EXERCISE:
Copy out exactly the stretch of the listing below that begins at the line containing "filename src/transport/server.rs" and ends at the line containing "use std::sync::Arc;", and copy nothing outside it.
______________________________
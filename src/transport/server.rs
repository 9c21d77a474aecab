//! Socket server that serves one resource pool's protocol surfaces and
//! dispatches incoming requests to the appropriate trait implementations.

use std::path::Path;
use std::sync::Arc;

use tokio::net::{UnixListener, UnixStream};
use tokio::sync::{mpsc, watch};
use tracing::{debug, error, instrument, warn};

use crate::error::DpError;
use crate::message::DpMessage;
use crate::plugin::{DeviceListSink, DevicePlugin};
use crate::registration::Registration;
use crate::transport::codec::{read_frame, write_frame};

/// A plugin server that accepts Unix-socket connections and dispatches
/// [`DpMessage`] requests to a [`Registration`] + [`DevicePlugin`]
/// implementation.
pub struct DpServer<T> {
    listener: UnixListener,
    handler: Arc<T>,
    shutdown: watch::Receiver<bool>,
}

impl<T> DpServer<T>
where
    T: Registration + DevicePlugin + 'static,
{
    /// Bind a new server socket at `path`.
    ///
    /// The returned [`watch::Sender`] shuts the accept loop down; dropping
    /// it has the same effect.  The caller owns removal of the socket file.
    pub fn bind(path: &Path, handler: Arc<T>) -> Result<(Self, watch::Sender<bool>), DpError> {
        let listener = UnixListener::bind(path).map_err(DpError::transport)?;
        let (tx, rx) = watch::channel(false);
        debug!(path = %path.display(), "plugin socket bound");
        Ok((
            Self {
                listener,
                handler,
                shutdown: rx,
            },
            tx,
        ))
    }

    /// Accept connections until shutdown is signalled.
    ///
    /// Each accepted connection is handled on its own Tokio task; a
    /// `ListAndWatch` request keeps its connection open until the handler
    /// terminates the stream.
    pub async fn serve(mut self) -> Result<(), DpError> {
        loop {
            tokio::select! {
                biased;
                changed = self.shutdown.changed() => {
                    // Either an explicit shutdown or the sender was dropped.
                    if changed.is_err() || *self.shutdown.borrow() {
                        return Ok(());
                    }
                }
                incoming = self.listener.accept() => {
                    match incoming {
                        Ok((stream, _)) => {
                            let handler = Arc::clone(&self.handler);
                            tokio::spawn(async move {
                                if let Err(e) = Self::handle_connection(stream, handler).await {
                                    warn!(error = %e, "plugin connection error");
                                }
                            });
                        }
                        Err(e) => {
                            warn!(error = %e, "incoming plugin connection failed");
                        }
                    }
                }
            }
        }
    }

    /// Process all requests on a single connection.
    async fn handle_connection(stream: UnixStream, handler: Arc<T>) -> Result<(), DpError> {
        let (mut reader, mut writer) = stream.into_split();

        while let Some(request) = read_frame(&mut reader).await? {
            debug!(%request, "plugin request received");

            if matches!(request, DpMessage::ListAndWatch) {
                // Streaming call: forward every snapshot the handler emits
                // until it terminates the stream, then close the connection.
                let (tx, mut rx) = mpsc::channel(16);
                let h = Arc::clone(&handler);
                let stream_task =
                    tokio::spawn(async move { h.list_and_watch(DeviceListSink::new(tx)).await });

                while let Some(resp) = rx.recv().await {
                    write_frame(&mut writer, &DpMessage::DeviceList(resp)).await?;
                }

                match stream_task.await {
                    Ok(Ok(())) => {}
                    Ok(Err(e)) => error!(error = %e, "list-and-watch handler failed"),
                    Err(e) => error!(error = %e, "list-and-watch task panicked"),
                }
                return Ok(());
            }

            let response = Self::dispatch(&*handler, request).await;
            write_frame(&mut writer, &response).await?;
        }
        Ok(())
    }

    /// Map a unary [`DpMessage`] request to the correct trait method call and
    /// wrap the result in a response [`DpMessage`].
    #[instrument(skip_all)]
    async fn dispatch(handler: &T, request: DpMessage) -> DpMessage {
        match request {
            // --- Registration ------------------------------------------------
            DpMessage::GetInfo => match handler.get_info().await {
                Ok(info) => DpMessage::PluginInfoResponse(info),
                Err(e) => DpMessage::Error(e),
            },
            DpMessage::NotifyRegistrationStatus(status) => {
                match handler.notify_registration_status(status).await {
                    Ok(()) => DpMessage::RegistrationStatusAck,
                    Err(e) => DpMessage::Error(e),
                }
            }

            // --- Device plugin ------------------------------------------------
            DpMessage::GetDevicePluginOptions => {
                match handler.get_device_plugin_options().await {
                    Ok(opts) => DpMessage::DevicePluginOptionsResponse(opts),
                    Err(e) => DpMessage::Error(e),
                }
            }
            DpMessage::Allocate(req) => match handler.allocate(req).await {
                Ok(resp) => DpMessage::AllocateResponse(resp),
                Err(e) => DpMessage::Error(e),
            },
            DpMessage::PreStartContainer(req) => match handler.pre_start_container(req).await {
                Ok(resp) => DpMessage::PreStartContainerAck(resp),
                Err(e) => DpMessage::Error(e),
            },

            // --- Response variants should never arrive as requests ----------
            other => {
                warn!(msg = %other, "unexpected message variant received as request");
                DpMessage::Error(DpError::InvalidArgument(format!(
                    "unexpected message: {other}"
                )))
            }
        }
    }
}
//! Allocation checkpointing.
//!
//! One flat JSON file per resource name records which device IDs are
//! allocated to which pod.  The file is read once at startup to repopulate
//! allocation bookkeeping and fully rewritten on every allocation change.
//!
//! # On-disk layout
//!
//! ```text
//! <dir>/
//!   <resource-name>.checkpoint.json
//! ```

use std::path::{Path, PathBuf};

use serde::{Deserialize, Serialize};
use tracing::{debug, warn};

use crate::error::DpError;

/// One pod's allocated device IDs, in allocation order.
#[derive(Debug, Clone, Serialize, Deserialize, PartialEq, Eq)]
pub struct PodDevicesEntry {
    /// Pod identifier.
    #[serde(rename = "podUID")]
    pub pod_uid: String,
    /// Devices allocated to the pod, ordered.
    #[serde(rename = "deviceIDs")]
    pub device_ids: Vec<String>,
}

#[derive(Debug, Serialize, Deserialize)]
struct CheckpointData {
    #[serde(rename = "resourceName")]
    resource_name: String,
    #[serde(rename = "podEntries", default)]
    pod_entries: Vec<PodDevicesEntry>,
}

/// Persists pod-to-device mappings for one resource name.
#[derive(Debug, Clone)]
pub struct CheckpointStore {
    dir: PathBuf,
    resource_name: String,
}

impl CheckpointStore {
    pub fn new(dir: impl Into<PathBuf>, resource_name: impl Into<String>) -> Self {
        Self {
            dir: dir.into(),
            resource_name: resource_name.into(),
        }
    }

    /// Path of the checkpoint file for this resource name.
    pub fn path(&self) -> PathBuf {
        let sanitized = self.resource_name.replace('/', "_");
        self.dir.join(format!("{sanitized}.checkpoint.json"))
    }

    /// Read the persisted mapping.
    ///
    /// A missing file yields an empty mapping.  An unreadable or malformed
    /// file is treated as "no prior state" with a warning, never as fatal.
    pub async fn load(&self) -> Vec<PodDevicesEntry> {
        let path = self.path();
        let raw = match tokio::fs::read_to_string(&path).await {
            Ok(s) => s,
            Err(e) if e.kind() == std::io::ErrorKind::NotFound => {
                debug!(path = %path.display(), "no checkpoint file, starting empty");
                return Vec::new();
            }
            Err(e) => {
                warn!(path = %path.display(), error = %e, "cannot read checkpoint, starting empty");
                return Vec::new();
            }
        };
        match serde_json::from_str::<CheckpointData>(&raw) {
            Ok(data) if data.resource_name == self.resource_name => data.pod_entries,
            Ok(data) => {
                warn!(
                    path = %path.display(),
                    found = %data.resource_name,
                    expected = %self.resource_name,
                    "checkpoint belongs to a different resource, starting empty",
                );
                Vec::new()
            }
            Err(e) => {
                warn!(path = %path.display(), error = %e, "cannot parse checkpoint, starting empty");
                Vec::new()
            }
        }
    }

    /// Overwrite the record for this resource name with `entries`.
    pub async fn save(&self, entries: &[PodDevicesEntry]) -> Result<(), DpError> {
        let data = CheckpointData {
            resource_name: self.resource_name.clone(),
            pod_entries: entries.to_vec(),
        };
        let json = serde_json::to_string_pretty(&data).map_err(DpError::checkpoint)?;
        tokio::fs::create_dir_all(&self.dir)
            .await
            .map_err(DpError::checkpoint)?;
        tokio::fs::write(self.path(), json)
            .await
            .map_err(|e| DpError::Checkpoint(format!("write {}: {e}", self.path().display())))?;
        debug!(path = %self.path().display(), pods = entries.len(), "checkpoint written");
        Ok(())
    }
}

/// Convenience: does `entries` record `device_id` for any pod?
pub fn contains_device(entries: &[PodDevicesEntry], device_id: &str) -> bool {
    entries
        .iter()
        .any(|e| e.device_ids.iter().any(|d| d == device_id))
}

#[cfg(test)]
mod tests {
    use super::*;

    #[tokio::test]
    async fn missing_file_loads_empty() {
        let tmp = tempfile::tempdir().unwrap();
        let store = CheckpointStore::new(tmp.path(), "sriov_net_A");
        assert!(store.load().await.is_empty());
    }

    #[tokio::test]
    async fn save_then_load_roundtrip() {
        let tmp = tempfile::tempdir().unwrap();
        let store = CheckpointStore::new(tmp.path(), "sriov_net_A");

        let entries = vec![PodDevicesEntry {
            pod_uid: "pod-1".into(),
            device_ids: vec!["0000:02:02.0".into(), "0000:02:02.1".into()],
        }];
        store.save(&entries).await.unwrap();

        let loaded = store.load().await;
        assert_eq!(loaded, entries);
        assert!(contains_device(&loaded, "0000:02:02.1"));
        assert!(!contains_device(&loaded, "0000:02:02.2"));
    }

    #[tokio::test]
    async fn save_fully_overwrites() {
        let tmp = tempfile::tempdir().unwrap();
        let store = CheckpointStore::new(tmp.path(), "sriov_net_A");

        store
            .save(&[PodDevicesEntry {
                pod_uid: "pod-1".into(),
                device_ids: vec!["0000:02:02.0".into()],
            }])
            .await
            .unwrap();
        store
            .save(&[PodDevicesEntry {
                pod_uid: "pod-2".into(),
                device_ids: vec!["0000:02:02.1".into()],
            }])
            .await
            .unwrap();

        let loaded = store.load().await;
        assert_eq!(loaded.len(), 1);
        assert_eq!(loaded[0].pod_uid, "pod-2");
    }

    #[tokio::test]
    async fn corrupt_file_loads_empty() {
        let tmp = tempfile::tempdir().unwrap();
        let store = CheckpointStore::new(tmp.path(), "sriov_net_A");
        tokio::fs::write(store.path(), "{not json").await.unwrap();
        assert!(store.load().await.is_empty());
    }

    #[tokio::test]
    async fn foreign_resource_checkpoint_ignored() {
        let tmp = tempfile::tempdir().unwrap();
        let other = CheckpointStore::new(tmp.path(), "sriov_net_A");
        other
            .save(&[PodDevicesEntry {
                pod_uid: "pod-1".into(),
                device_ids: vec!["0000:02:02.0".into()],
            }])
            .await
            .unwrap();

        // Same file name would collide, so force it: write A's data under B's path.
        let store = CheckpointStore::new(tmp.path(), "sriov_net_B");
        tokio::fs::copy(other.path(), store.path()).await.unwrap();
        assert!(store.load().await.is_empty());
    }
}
______________________________
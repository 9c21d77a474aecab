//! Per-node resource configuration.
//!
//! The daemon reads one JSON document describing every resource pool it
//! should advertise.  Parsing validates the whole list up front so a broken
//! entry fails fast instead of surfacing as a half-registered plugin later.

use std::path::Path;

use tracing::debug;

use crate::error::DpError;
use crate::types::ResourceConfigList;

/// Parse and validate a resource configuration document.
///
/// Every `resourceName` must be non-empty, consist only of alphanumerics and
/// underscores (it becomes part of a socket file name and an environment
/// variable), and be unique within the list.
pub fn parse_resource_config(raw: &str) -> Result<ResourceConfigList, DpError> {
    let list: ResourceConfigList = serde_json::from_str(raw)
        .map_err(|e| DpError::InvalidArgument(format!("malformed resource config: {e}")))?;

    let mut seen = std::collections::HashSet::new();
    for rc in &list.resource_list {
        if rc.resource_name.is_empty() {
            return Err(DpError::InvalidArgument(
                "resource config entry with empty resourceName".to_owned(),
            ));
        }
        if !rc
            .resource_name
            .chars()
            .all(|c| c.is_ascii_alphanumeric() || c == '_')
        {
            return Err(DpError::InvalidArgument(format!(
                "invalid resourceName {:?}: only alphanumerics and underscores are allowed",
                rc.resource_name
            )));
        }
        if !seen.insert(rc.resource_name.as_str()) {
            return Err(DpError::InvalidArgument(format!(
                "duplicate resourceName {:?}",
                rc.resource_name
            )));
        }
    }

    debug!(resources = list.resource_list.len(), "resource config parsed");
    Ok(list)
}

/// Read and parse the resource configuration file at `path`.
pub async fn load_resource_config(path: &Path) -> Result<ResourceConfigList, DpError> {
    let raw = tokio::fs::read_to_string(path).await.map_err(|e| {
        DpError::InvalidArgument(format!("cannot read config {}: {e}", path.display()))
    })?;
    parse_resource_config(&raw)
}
______________________________
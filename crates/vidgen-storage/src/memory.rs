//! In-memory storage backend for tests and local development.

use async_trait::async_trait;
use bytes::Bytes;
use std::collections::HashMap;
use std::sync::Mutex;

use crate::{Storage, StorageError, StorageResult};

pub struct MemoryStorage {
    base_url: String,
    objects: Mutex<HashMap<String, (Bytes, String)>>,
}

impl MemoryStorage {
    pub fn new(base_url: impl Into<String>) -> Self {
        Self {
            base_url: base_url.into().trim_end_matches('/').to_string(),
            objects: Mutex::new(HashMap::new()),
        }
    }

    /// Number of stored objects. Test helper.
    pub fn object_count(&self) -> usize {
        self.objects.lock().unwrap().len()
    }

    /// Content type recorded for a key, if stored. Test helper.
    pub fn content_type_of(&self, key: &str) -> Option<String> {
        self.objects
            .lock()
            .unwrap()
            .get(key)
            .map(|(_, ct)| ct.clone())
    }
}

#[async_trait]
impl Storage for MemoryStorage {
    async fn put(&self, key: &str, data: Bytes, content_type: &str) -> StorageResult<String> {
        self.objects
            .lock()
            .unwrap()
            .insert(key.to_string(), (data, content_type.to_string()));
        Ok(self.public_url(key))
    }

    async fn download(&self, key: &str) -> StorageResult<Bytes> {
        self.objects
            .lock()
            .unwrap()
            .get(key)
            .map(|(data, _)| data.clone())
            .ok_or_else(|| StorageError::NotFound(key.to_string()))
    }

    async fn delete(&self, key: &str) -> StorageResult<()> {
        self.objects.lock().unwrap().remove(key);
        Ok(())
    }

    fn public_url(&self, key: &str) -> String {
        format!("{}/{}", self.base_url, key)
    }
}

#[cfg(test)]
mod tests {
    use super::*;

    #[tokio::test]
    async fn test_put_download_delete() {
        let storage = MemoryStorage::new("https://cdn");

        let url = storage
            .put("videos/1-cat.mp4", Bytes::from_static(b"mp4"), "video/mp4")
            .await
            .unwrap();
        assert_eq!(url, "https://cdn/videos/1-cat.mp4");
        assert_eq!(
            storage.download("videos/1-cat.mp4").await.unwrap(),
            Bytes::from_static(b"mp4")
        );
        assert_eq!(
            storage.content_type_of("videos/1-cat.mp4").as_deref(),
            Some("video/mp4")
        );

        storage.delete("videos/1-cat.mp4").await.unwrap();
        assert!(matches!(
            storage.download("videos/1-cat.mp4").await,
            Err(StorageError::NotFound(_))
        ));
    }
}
______________________________
PROBLEM SOLUTION:
filename src/transport/server.rs
repository 9c21d77a474aecab
//! Socket server that serves one resource pool's protocol surfaces and
//! dispatches incoming requests to the appropriate trait implementations.

use std::path::Path;
use std::sync::Arc;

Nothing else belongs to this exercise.